Grand Rapids' prominence in the fine wood furniture industry faded, but the market for commercial and institutional furniture expanded. Metal office furniture increasingly replaced wood pieces by the mid-1930s.
In 1886, the Grand Rapids School Furniture Company formed, evolving into the American Seating Company and the world's largest producer of public and institutional seating.
In 1912, Steelcase had 34 employees. By the end of the twentieth century, Steelcase became the world's largest office furniture company with more than 19,000 employees.
World War II stunted the metal furniture industry's growth, but a post-war construction boom, aggressive marketing and cheaper prices for metal furniture versus wood furniture prices spurred the industry's growth.
The city's large number of office furniture companies led to Grand Rapids' new identity as the nation's office furniture capital.
Want to learn more? Check out Grand Rapids: Furniture City by Norma Lewis, Grand Rapids Furniture: The Story of America's Furniture City by Christian G. Carron, or It Happened in Michigan: Remarkable Events That Shaped History by Colleen Burcar (which includes a short chapter on the 1911 furniture strike).
© Dominique King 2012 All rights reserved
I have a bedroom set from west Michigan furniture company, early 1920, with Asian carvings on drawers and lock on each drawer. 6 drawer chest latches on drawer to convert to a desk? and wonder value?

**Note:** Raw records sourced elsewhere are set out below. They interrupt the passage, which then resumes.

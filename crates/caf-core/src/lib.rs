//! Caffeine Core Library
//!
//! Platform-independent logic of the Caffeine browser extension, which keeps
//! the screen awake on the pages a user chooses.
//!
//! # Architecture
//!
//! The extension runs in two contexts. The background coordinator tracks one
//! wake-lock session per tab, applies the persistent auto-activation rules and
//! renders the toolbar badge. A content context inside each activated page
//! holds the actual screen wake lock and reports its state back.
//!
//! All browser access goes through the capability traits in [`host`] and the
//! [`storage::KeyValueStore`] trait, so everything here runs natively under
//! test and is bound to `chrome.*` by the `caf-wasm` crate.
//!
//! # Modules
//!
//! - `types`: Shared data model (lock status, sessions, rulesets)
//! - `message`: Cross-context message protocol
//! - `url`: Scheme and hostname extraction
//! - `psl`: Public Suffix List root-domain resolution
//! - `storage`: Key-value store abstraction and typed records
//! - `rules`: Persistent page and domain auto-activation rules
//! - `session`: Per-tab session status
//! - `badge`: Toolbar badge rendering
//! - `permission`: Host permission origin patterns
//! - `coordinator`: Background event and message handling
//! - `wake_lock`: Content-side wake-lock wrapper
//! - `config`: Extension configuration

pub mod badge;
pub mod config;
pub mod coordinator;
pub mod error;
pub mod host;
pub mod message;
pub mod permission;
pub mod psl;
pub mod rules;
pub mod session;
pub mod storage;
pub mod types;
pub mod url;
pub mod wake_lock;

// Re-export commonly used types
pub use config::ExtensionConfig;
pub use coordinator::BackgroundManager;
pub use error::{HostError, StorageError};
pub use host::Host;
pub use message::{ExtensionMessage, MessageResponse, MessageSender, PlatformInfo};
pub use psl::DomainResolver;
pub use rules::{Clock, RuleManager};
pub use session::SessionManager;
pub use storage::{KeyValueStore, MemoryStore};
pub use types::{ErrorCode, LockError, LockStatus, RuleState, RuleType, SessionState, TabId};
pub use wake_lock::{Messenger, ScreenWakeLock, WakeLockError, WakeLockManager};
//! Raw `chrome.*` bindings and JS value conversion helpers

use caf_core::HostError;
use js_sys::{Function, Promise, Reflect};
use serde::de::DeserializeOwned;
use serde::Serialize;
use wasm_bindgen::prelude::*;
use wasm_bindgen_futures::JsFuture;

#[wasm_bindgen]
extern "C" {
    // tabs
    #[wasm_bindgen(catch, js_namespace = ["chrome", "tabs"], js_name = query)]
    pub fn tabs_query(query: &JsValue) -> Result<Promise, JsValue>;
    #[wasm_bindgen(catch, js_namespace = ["chrome", "tabs"], js_name = get)]
    pub fn tabs_get(tab_id: i32) -> Result<Promise, JsValue>;
    #[wasm_bindgen(catch, js_namespace = ["chrome", "tabs"], js_name = sendMessage)]
    pub fn tabs_send_message(tab_id: i32, message: &JsValue) -> Result<Promise, JsValue>;
    #[wasm_bindgen(js_namespace = ["chrome", "tabs", "onUpdated"], js_name = addListener)]
    pub fn add_tab_updated_listener(callback: &Function);
    #[wasm_bindgen(js_namespace = ["chrome", "tabs", "onRemoved"], js_name = addListener)]
    pub fn add_tab_removed_listener(callback: &Function);
    #[wasm_bindgen(js_namespace = ["chrome", "tabs", "onActivated"], js_name = addListener)]
    pub fn add_tab_activated_listener(callback: &Function);

    // scripting
    #[wasm_bindgen(catch, js_namespace = ["chrome", "scripting"], js_name = executeScript)]
    pub fn scripting_execute_script(injection: &JsValue) -> Result<Promise, JsValue>;

    // permissions
    #[wasm_bindgen(catch, js_namespace = ["chrome", "permissions"], js_name = contains)]
    pub fn permissions_contains(permissions: &JsValue) -> Result<Promise, JsValue>;

    // action
    #[wasm_bindgen(catch, js_namespace = ["chrome", "action"], js_name = setBadgeText)]
    pub fn action_set_badge_text(details: &JsValue) -> Result<Promise, JsValue>;
    #[wasm_bindgen(catch, js_namespace = ["chrome", "action"], js_name = setBadgeBackgroundColor)]
    pub fn action_set_badge_background_color(details: &JsValue) -> Result<Promise, JsValue>;

    // runtime
    #[wasm_bindgen(catch, js_namespace = ["chrome", "runtime"], js_name = getPlatformInfo)]
    pub fn runtime_get_platform_info() -> Result<Promise, JsValue>;
    #[wasm_bindgen(catch, js_namespace = ["chrome", "runtime"], js_name = sendMessage)]
    pub fn runtime_send_message(message: &JsValue) -> Result<Promise, JsValue>;
    #[wasm_bindgen(catch, js_namespace = ["chrome", "runtime"], js_name = getURL)]
    pub fn runtime_get_url(path: &str) -> Result<String, JsValue>;
    #[wasm_bindgen(js_namespace = ["chrome", "runtime", "onMessage"], js_name = addListener)]
    pub fn add_runtime_message_listener(callback: &Function);
    #[wasm_bindgen(js_namespace = ["chrome", "runtime", "onMessage"], js_name = removeListener)]
    pub fn remove_runtime_message_listener(callback: &Function);

    // storage
    #[wasm_bindgen(catch, js_namespace = ["chrome", "storage", "local"], js_name = get)]
    pub fn storage_local_get(key: &str) -> Result<Promise, JsValue>;
    #[wasm_bindgen(catch, js_namespace = ["chrome", "storage", "local"], js_name = set)]
    pub fn storage_local_set(items: &JsValue) -> Result<Promise, JsValue>;
    #[wasm_bindgen(catch, js_namespace = ["chrome", "storage", "local"], js_name = remove)]
    pub fn storage_local_remove(key: &str) -> Result<Promise, JsValue>;
    #[wasm_bindgen(catch, js_namespace = ["chrome", "storage", "session"], js_name = get)]
    pub fn storage_session_get(key: &str) -> Result<Promise, JsValue>;
    #[wasm_bindgen(catch, js_namespace = ["chrome", "storage", "session"], js_name = set)]
    pub fn storage_session_set(items: &JsValue) -> Result<Promise, JsValue>;
    #[wasm_bindgen(catch, js_namespace = ["chrome", "storage", "session"], js_name = remove)]
    pub fn storage_session_remove(key: &str) -> Result<Promise, JsValue>;

    // Available in both windows and the service worker
    #[wasm_bindgen(catch, js_name = fetch)]
    pub fn global_fetch(url: &str) -> Result<Promise, JsValue>;
}

/// Await a promise-returning host call.
pub async fn call(promise: Result<Promise, JsValue>) -> Result<JsValue, HostError> {
    let promise = promise.map_err(host_error)?;
    JsFuture::from(promise).await.map_err(host_error)
}

/// Message of a thrown JS value, empty when it has none.
pub fn error_message(error: &JsValue) -> String {
    if let Some(message) = error.as_string() {
        return message;
    }
    Reflect::get(error, &"message".into())
        .ok()
        .and_then(|m| m.as_string())
        .unwrap_or_default()
}

pub fn host_error(error: JsValue) -> HostError {
    HostError::failed(error_message(&error))
}

/// Serialize to a plain JS object (maps become objects, not `Map`s).
pub fn to_js<T: Serialize + ?Sized>(value: &T) -> Result<JsValue, HostError> {
    value
        .serialize(&serde_wasm_bindgen::Serializer::json_compatible())
        .map_err(|e| HostError::failed(e.to_string()))
}

pub fn from_js<T: DeserializeOwned>(value: JsValue) -> Result<T, HostError> {
    serde_wasm_bindgen::from_value(value).map_err(|e| HostError::failed(e.to_string()))
}

/// `obj[key]`, None when missing or nullish.
pub fn get_field(obj: &JsValue, key: &str) -> Option<JsValue> {
    Reflect::get(obj, &JsValue::from_str(key))
        .ok()
        .filter(|v| !v.is_undefined() && !v.is_null())
}
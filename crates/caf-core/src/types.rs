//! Core type definitions for Caffeine
//!
//! These types are shared by the background coordinator, the content-side
//! wake-lock wrapper and the popup. Their serde representation is the wire
//! and storage format, so field names stay camelCase.

use std::fmt;

use serde::{Deserialize, Serialize};
use ts_rs::TS;

/// Browser tab identifier.
pub type TabId = i32;

// =============================================================================
// Lock Status
// =============================================================================

/// Wake-lock status of a single tab.
#[derive(Debug, Clone, Copy, PartialEq, Eq, Hash, Default, Serialize, Deserialize, TS)]
#[serde(rename_all = "lowercase")]
#[ts(export)]
pub enum LockStatus {
    /// No lock held (also the implicit state of an unknown tab)
    #[default]
    Inactive,
    /// Content script injected, lock not acquired yet
    Pending,
    /// Lock held
    Active,
    /// Activation or the running session failed
    Error,
}

impl LockStatus {
    pub fn as_str(self) -> &'static str {
        match self {
            Self::Inactive => "inactive",
            Self::Pending => "pending",
            Self::Active => "active",
            Self::Error => "error",
        }
    }
}

impl fmt::Display for LockStatus {
    fn fmt(&self, f: &mut fmt::Formatter<'_>) -> fmt::Result {
        f.write_str(self.as_str())
    }
}

// =============================================================================
// Error Codes
// =============================================================================

/// Short error codes rendered by the popup.
#[derive(Debug, Clone, Copy, PartialEq, Eq, Hash, Serialize, Deserialize, TS)]
#[serde(rename_all = "SCREAMING_SNAKE_CASE")]
#[ts(export)]
pub enum ErrorCode {
    /// A rule matched but the host permission for its domain is missing
    PermissionRequired,
    /// Page is not served over https
    NotSecure,
    /// Platform has no wake-lock support
    NotSupported,
    /// OS power policy denied the lock (battery saver and friends)
    SystemBlocked,
    Unknown,
}

impl ErrorCode {
    pub fn as_str(self) -> &'static str {
        match self {
            Self::PermissionRequired => "PERMISSION_REQUIRED",
            Self::NotSecure => "NOT_SECURE",
            Self::NotSupported => "NOT_SUPPORTED",
            Self::SystemBlocked => "SYSTEM_BLOCKED",
            Self::Unknown => "UNKNOWN",
        }
    }
}

impl fmt::Display for ErrorCode {
    fn fmt(&self, f: &mut fmt::Formatter<'_>) -> fmt::Result {
        f.write_str(self.as_str())
    }
}

/// Error attached to a session: a known code or a free-form host message.
///
/// Both variants serialize as a plain string. Known codes are tried first
/// when deserializing.
#[derive(Debug, Clone, PartialEq, Eq, Serialize, Deserialize, TS)]
#[serde(untagged)]
#[ts(export)]
pub enum LockError {
    Code(ErrorCode),
    Detail(String),
}

impl From<ErrorCode> for LockError {
    fn from(code: ErrorCode) -> Self {
        Self::Code(code)
    }
}

impl From<String> for LockError {
    fn from(detail: String) -> Self {
        Self::Detail(detail)
    }
}

impl fmt::Display for LockError {
    fn fmt(&self, f: &mut fmt::Formatter<'_>) -> fmt::Result {
        match self {
            Self::Code(code) => code.fmt(f),
            Self::Detail(detail) => f.write_str(detail),
        }
    }
}

// =============================================================================
// Session State
// =============================================================================

/// Per-tab session record, also the response to status queries.
#[derive(Debug, Clone, PartialEq, Eq, Default, Serialize, Deserialize, TS)]
#[ts(export)]
pub struct SessionState {
    pub status: LockStatus,
    #[serde(default, skip_serializing_if = "Option::is_none")]
    #[ts(optional)]
    pub error: Option<LockError>,
}

impl SessionState {
    pub fn new(status: LockStatus) -> Self {
        Self { status, error: None }
    }

    /// Error state carrying `error`.
    pub fn failed(error: impl Into<LockError>) -> Self {
        Self {
            status: LockStatus::Error,
            error: Some(error.into()),
        }
    }

    pub fn inactive() -> Self {
        Self::new(LockStatus::Inactive)
    }
}

// =============================================================================
// Rules
// =============================================================================

/// Scope of an automation rule.
#[derive(Debug, Clone, Copy, PartialEq, Eq, Hash, Serialize, Deserialize, TS)]
#[serde(rename_all = "lowercase")]
#[ts(export)]
pub enum RuleType {
    /// Exact page URL
    Page,
    /// Whole registrable domain
    Domain,
}

/// Persisted rules for one registrable domain.
#[derive(Debug, Clone, PartialEq, Eq, Serialize, Deserialize)]
#[serde(rename_all = "camelCase")]
pub struct DomainRuleset {
    /// Milliseconds since the Unix epoch
    pub created_at: u64,
    pub is_domain_wide: bool,
    /// Exact page URLs, in insertion order and without duplicates
    pub pages: Vec<String>,
}

impl DomainRuleset {
    pub fn new(created_at: u64) -> Self {
        Self {
            created_at,
            is_domain_wide: false,
            pages: Vec::new(),
        }
    }

    /// True when the ruleset no longer carries any rule and must not be stored.
    pub fn is_empty(&self) -> bool {
        !self.is_domain_wide && self.pages.is_empty()
    }
}

/// Rules that apply to a URL.
#[derive(Debug, Clone, PartialEq, Eq, Serialize, Deserialize, TS)]
#[serde(rename_all = "camelCase")]
#[ts(export)]
pub struct RuleState {
    pub has_page_rule: bool,
    pub has_domain_rule: bool,
    pub root_domain: String,
}

// =============================================================================
// Tabs
// =============================================================================

/// Snapshot of the tab fields the coordinator reads.
#[derive(Debug, Clone, PartialEq, Eq, Default, Serialize, Deserialize)]
pub struct TabInfo {
    #[serde(default)]
    pub id: Option<TabId>,
    #[serde(default)]
    pub url: Option<String>,
    #[serde(default)]
    pub active: bool,
}

impl TabInfo {
    pub fn url(&self) -> &str {
        self.url.as_deref().unwrap_or("")
    }
}

/// Loading phase reported by a tab update event.
#[derive(Debug, Clone, Copy, PartialEq, Eq, Serialize, Deserialize)]
#[serde(rename_all = "lowercase")]
pub enum TabLoadStatus {
    Loading,
    Complete,
    #[serde(other)]
    Unknown,
}

/// Subset of the tab update change set.
#[derive(Debug, Clone, PartialEq, Eq, Default, Serialize, Deserialize)]
pub struct TabChange {
    #[serde(default)]
    pub status: Option<TabLoadStatus>,
}

#[cfg(test)]
mod tests {
    use super::*;

    #[test]
    fn test_session_state_wire_format() {
        let state = SessionState::failed(ErrorCode::NotSecure);
        let json = serde_json::to_value(&state).unwrap();
        assert_eq!(json, serde_json::json!({"status": "error", "error": "NOT_SECURE"}));

        let inactive = serde_json::to_value(SessionState::inactive()).unwrap();
        assert_eq!(inactive, serde_json::json!({"status": "inactive"}));
    }

    #[test]
    fn test_lock_error_prefers_known_codes() {
        let known: LockError = serde_json::from_str("\"SYSTEM_BLOCKED\"").unwrap();
        assert_eq!(known, LockError::Code(ErrorCode::SystemBlocked));

        let detail: LockError = serde_json::from_str("\"Cannot access contents of url\"").unwrap();
        assert_eq!(detail, LockError::Detail("Cannot access contents of url".to_string()));
    }

    #[test]
    fn test_domain_ruleset_storage_format() {
        let ruleset = DomainRuleset {
            created_at: 1_700_000_000_000,
            is_domain_wide: true,
            pages: vec!["https://example.com/a".to_string()],
        };
        let json = serde_json::to_value(&ruleset).unwrap();
        assert_eq!(
            json,
            serde_json::json!({
                "createdAt": 1_700_000_000_000u64,
                "isDomainWide": true,
                "pages": ["https://example.com/a"],
            })
        );
        assert!(!ruleset.is_empty());
        assert!(DomainRuleset::new(0).is_empty());
    }

    #[test]
    fn test_tab_change_unknown_status() {
        let change: TabChange = serde_json::from_str(r#"{"status": "unloaded"}"#).unwrap();
        assert_eq!(change.status, Some(TabLoadStatus::Unknown));
        let empty: TabChange = serde_json::from_str("{}").unwrap();
        assert_eq!(empty.status, None);
    }
}
//! Extension configuration
//!
//! Passed from the JavaScript entrypoint as a plain object. Every field has
//! a default, so an empty object (or none at all) is a valid config.

use serde::{Deserialize, Serialize};

pub const DEFAULT_CONTENT_SCRIPT: &str = "/contents.js";
pub const DEFAULT_PSL_PATH: &str = "/public_suffix_list.dat";

#[derive(Debug, Clone, PartialEq, Eq, Serialize, Deserialize)]
#[serde(rename_all = "camelCase", default)]
pub struct ExtensionConfig {
    /// Content script injected to hold the wake lock
    pub content_script_file: String,
    /// Extension-relative path of the bundled Public Suffix List
    pub public_suffix_list_path: String,
    /// `log` level filter name (`error`, `warn`, `info`, `debug`, `trace`)
    pub log_level: String,
}

impl Default for ExtensionConfig {
    fn default() -> Self {
        Self {
            content_script_file: DEFAULT_CONTENT_SCRIPT.to_string(),
            public_suffix_list_path: DEFAULT_PSL_PATH.to_string(),
            log_level: "info".to_string(),
        }
    }
}

impl ExtensionConfig {
    /// Parsed log level; unknown names fall back to `Info`.
    pub fn level(&self) -> log::Level {
        self.log_level.parse().unwrap_or(log::Level::Info)
    }
}

#[cfg(test)]
mod tests {
    use super::*;

    #[test]
    fn test_partial_config_uses_defaults() {
        let config: ExtensionConfig = serde_json::from_str(r#"{"logLevel": "debug"}"#).unwrap();
        assert_eq!(config.content_script_file, DEFAULT_CONTENT_SCRIPT);
        assert_eq!(config.public_suffix_list_path, DEFAULT_PSL_PATH);
        assert_eq!(config.level(), log::Level::Debug);
    }

    #[test]
    fn test_unknown_level() {
        let config = ExtensionConfig {
            log_level: "chatty".to_string(),
            ..ExtensionConfig::default()
        };
        assert_eq!(config.level(), log::Level::Info);
    }
}
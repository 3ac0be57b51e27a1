//! Per-tab session status, kept in the session-scoped store.

use crate::error::StorageError;
use crate::storage::{get_record, set_record, KeyValueStore};
use crate::types::{LockError, LockStatus, SessionState, TabId};

fn tab_key(tab_id: TabId) -> String {
    tab_id.to_string()
}

pub struct SessionManager<S> {
    store: S,
}

impl<S: KeyValueStore> SessionManager<S> {
    pub fn new(store: S) -> Self {
        Self { store }
    }

    /// Overwrite the state of a tab. `error` is only kept for the error status.
    pub async fn set(
        &self,
        tab_id: TabId,
        status: LockStatus,
        error: Option<LockError>,
    ) -> Result<(), StorageError> {
        let error = error.filter(|_| status == LockStatus::Error);
        let state = SessionState { status, error };
        set_record(&self.store, &tab_key(tab_id), &state).await
    }

    /// Stored state, `inactive` when there is none.
    pub async fn get(&self, tab_id: TabId) -> Result<SessionState, StorageError> {
        Ok(get_record(&self.store, &tab_key(tab_id))
            .await?
            .unwrap_or_default())
    }

    pub async fn delete(&self, tab_id: TabId) -> Result<(), StorageError> {
        self.store.remove(&tab_key(tab_id)).await
    }

    pub async fn has(&self, tab_id: TabId) -> Result<bool, StorageError> {
        Ok(self.store.get(&tab_key(tab_id)).await?.is_some())
    }
}

#[cfg(test)]
mod tests {
    use super::*;
    use crate::storage::MemoryStore;
    use crate::types::ErrorCode;

    #[tokio::test]
    async fn test_absent_tab_is_inactive() {
        let sessions = SessionManager::new(MemoryStore::new());
        assert_eq!(sessions.get(5).await.unwrap(), SessionState::inactive());
        assert!(!sessions.has(5).await.unwrap());
    }

    #[tokio::test]
    async fn test_set_get_delete() {
        let store = MemoryStore::new();
        let sessions = SessionManager::new(store.clone());

        sessions
            .set(5, LockStatus::Error, Some(ErrorCode::SystemBlocked.into()))
            .await
            .unwrap();
        assert_eq!(
            store.peek("5"),
            Some(serde_json::json!({"status": "error", "error": "SYSTEM_BLOCKED"}))
        );
        assert_eq!(sessions.get(5).await.unwrap(), SessionState::failed(ErrorCode::SystemBlocked));
        assert!(sessions.has(5).await.unwrap());

        sessions
            .set(5, LockStatus::Active, Some(ErrorCode::Unknown.into()))
            .await
            .unwrap();
        assert_eq!(sessions.get(5).await.unwrap(), SessionState::new(LockStatus::Active));

        sessions.delete(5).await.unwrap();
        sessions.delete(5).await.unwrap();
        assert!(!sessions.has(5).await.unwrap());
    }

    #[tokio::test]
    async fn test_tabs_are_independent() {
        let sessions = SessionManager::new(MemoryStore::new());
        sessions.set(1, LockStatus::Active, None).await.unwrap();
        sessions.set(2, LockStatus::Pending, None).await.unwrap();

        sessions.delete(1).await.unwrap();

        assert_eq!(sessions.get(1).await.unwrap().status, LockStatus::Inactive);
        assert_eq!(sessions.get(2).await.unwrap().status, LockStatus::Pending);
    }
}
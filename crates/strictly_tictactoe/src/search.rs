//! Exhaustive minimax search.
//!
//! [`max_value`] and [`min_value`] call each other until a terminal board is
//! reached, so every call walks the complete subtree below its board. Each
//! frame owns its board; nothing is shared or cached between calls.

use crate::action::Action;
use crate::rules::{terminal, utility};
use crate::transition::{actions, player, result};
use crate::types::{Board, Mark};
use tracing::{debug, instrument, warn};

/// Returns the optimal action for the player to move, or `None` on a
/// terminal board.
///
/// X picks the action with the highest value, O the lowest. Ties keep the
/// first action in row-major order.
#[instrument(skip(board), fields(to_move = %player(board), occupied = board.occupied()))]
pub fn minimax(board: &Board) -> Option<Action> {
    if terminal(board) {
        debug!("Board is terminal, no move to make");
        return None;
    }

    let mover = player(board);
    let mut best: Option<(Action, i32)> = None;

    for (action, next) in successors(board) {
        let value = reply_value(mover, &next);
        let improves = match best {
            None => true,
            Some((_, best_value)) => match mover {
                Mark::X => value > best_value,
                Mark::O => value < best_value,
            },
        };
        if improves {
            best = Some((action, value));
        }
    }

    let (action, value) = best?;
    debug!(%mover, %action, value, "Selected move");
    Some(action)
}

/// Value of `board` when X, the maximiser, is to move.
pub fn max_value(board: &Board) -> i32 {
    if terminal(board) {
        return utility(board);
    }
    successors(board)
        .map(|(_, next)| min_value(&next))
        .fold(i32::MIN, i32::max)
}

/// Value of `board` when O, the minimiser, is to move.
pub fn min_value(board: &Board) -> i32 {
    if terminal(board) {
        return utility(board);
    }
    successors(board)
        .map(|(_, next)| max_value(&next))
        .fold(i32::MAX, i32::min)
}

/// Game value of `board` under perfect play by both sides.
pub fn value(board: &Board) -> i32 {
    match player(board) {
        Mark::X => max_value(board),
        Mark::O => min_value(board),
    }
}

/// Returns every action that reaches the best value for the player to
/// move, in row-major order. Empty on a terminal board.
#[instrument(skip(board), fields(to_move = %player(board), occupied = board.occupied()))]
pub fn optimal_actions(board: &Board) -> Vec<Action> {
    if terminal(board) {
        return Vec::new();
    }

    let mover = player(board);
    let scored: Vec<(Action, i32)> = successors(board)
        .map(|(action, next)| (action, reply_value(mover, &next)))
        .collect();

    let best = match mover {
        Mark::X => scored.iter().map(|(_, v)| *v).max(),
        Mark::O => scored.iter().map(|(_, v)| *v).min(),
    };

    let optimal: Vec<Action> = scored
        .into_iter()
        .filter(|(_, v)| Some(*v) == best)
        .map(|(action, _)| action)
        .collect();
    debug!(%mover, count = optimal.len(), ?best, "Optimal actions");
    optimal
}

/// Value of a child board, scored by the opponent of `mover`.
fn reply_value(mover: Mark, next: &Board) -> i32 {
    match mover.opponent() {
        Mark::X => max_value(next),
        Mark::O => min_value(next),
    }
}

/// Legal actions paired with the boards they lead to.
///
/// Actions come from the board itself, so `result` should never reject
/// them; a rejection is logged rather than dropped silently.
fn successors(board: &Board) -> impl Iterator<Item = (Action, Board)> + '_ {
    actions(board)
        .into_iter()
        .filter_map(move |action| match result(board, action) {
            Ok(next) => Some((action, next)),
            Err(error) => {
                warn!(%action, %error, "Legal action rejected, skipping");
                None
            }
        })
}
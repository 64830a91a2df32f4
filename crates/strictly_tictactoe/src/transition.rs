//! Turn order, legal actions and successor boards.

use crate::action::{Action, InvalidActionError};
use crate::types::{Board, Cell, Mark};
use std::collections::BTreeSet;
use tracing::instrument;

/// Returns the starting board: nine empty cells.
pub fn initial_state() -> Board {
    Board::new()
}

/// Returns the mark that moves next.
///
/// X moves whenever the counts are level, O when X is one ahead. Boards
/// that break this balance get an answer, but not a meaningful one.
pub fn player(board: &Board) -> Mark {
    if board.count(Mark::X) <= board.count(Mark::O) {
        Mark::X
    } else {
        Mark::O
    }
}

/// Returns every empty coordinate on the board.
pub fn actions(board: &Board) -> BTreeSet<Action> {
    Action::ALL
        .into_iter()
        .filter(|action| board.get(action.row, action.col) == Some(Cell::Empty))
        .collect()
}

/// Returns the board reached by `player(board)` marking `action`.
///
/// The input board is left untouched.
///
/// # Errors
///
/// Returns [`InvalidActionError`] when the coordinate is off the board or
/// the cell is already occupied.
#[instrument(level = "trace", skip(board))]
pub fn result(board: &Board, action: Action) -> Result<Board, InvalidActionError> {
    let Action { row, col } = action;
    if !action.in_bounds() {
        return Err(InvalidActionError::OutOfBounds { row, col });
    }
    if board.get(row, col) != Some(Cell::Empty) {
        return Err(InvalidActionError::Occupied { row, col });
    }
    Ok(board.with(row, col, Cell::Occupied(player(board))))
}
//! End-of-game detection and scoring.

use super::win::winner;
use crate::types::{Board, Mark};

/// Checks if the game is over: someone has a line, or the board is full.
pub fn terminal(board: &Board) -> bool {
    winner(board).is_some() || board.is_full()
}

/// Scores a board from X's point of view.
///
/// `1` when X has won, `-1` when O has won, `0` for a draw. Boards that
/// are not terminal also score `0`.
pub fn utility(board: &Board) -> i32 {
    match winner(board) {
        Some(Mark::X) => 1,
        Some(Mark::O) => -1,
        None => 0,
    }
}

#[cfg(test)]
mod tests {
    use super::*;

    fn board(s: &str) -> Board {
        s.parse().unwrap()
    }

    #[test]
    fn test_empty_board_not_terminal() {
        let board = Board::new();
        assert!(!terminal(&board));
        assert_eq!(utility(&board), 0);
    }

    #[test]
    fn test_win_is_terminal() {
        let board = board("XXX/OO./...");
        assert!(terminal(&board));
        assert_eq!(utility(&board), 1);
    }

    #[test]
    fn test_o_win_scores_negative() {
        let board = board("XX./OOO/X..");
        assert!(terminal(&board));
        assert_eq!(utility(&board), -1);
    }

    #[test]
    fn test_draw_detection() {
        let board = board("XOX/OXO/OXO");
        assert!(terminal(&board));
        assert_eq!(winner(&board), None);
        assert_eq!(utility(&board), 0);
    }

    #[test]
    fn test_win_on_last_cell_is_not_draw() {
        let board = board("XOX/OXO/OXX");
        assert!(board.is_full());
        assert_eq!(utility(&board), 1);
    }
}
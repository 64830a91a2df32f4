//! Game rules for tic-tac-toe.
//!
//! Pure functions evaluating a board: who has won, whether play is over,
//! and what the finished game is worth. Rules are kept apart from board
//! storage so the search can call them on any board it builds.

mod outcome;
mod win;

pub use outcome::{terminal, utility};
pub use win::winner;
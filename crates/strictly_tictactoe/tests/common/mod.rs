//! Shared helpers for integration tests.

#![allow(dead_code)]

use std::collections::{HashSet, VecDeque};
use strictly_tictactoe::{Board, actions, initial_state, result, terminal};
use tracing_subscriber::EnvFilter;

/// Installs a test subscriber honouring `RUST_LOG`. Safe to call repeatedly.
pub fn init_tracing() {
    let _ = tracing_subscriber::fmt()
        .with_env_filter(EnvFilter::from_default_env())
        .with_test_writer()
        .try_init();
}

/// Parses a board literal such as `"XO./.../..."`.
pub fn board(s: &str) -> Board {
    s.parse().expect("valid board literal")
}

/// Every board reachable from the initial state by legal play, each once.
pub fn reachable_boards() -> Vec<Board> {
    let start = initial_state();
    let mut seen = HashSet::from([start]);
    let mut queue = VecDeque::from([start]);
    let mut boards = Vec::new();

    while let Some(current) = queue.pop_front() {
        boards.push(current);
        if terminal(&current) {
            continue;
        }
        for action in actions(&current) {
            let next = result(&current, action).expect("action from actions()");
            if seen.insert(next) {
                queue.push_back(next);
            }
        }
    }

    boards
}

Posted by: Jenelle Hoonan | June 08, 2015 at 09:48 AM
My best suggestion would be to try contacting the museum directly via its Web site http://www.grpm.org/ or its Facebook page https://www.facebook.com/GRMuseum to ask where you might find an antique dealer or expert in valuing vintage furniture.
Posted by: Dominique King | June 09, 2015 at 05:26 PM
Hello Dominique, just read your piece and enjoyed it much! Because of a connection one of my grandfathers had working for Forslund's Furniture during the 40's-60's I was interested in learning more about the company but when I clicked on the link that was underscored it said 404 Error File not found. Thought you would like to know. Have a good day, Char White
Posted by: Char White | August 15, 2015 at 01:38 PM
Thanks for the hEad's up Char. I replaced the broken link with a link to a history of Forsland from the Grand Rapids Historical Commission.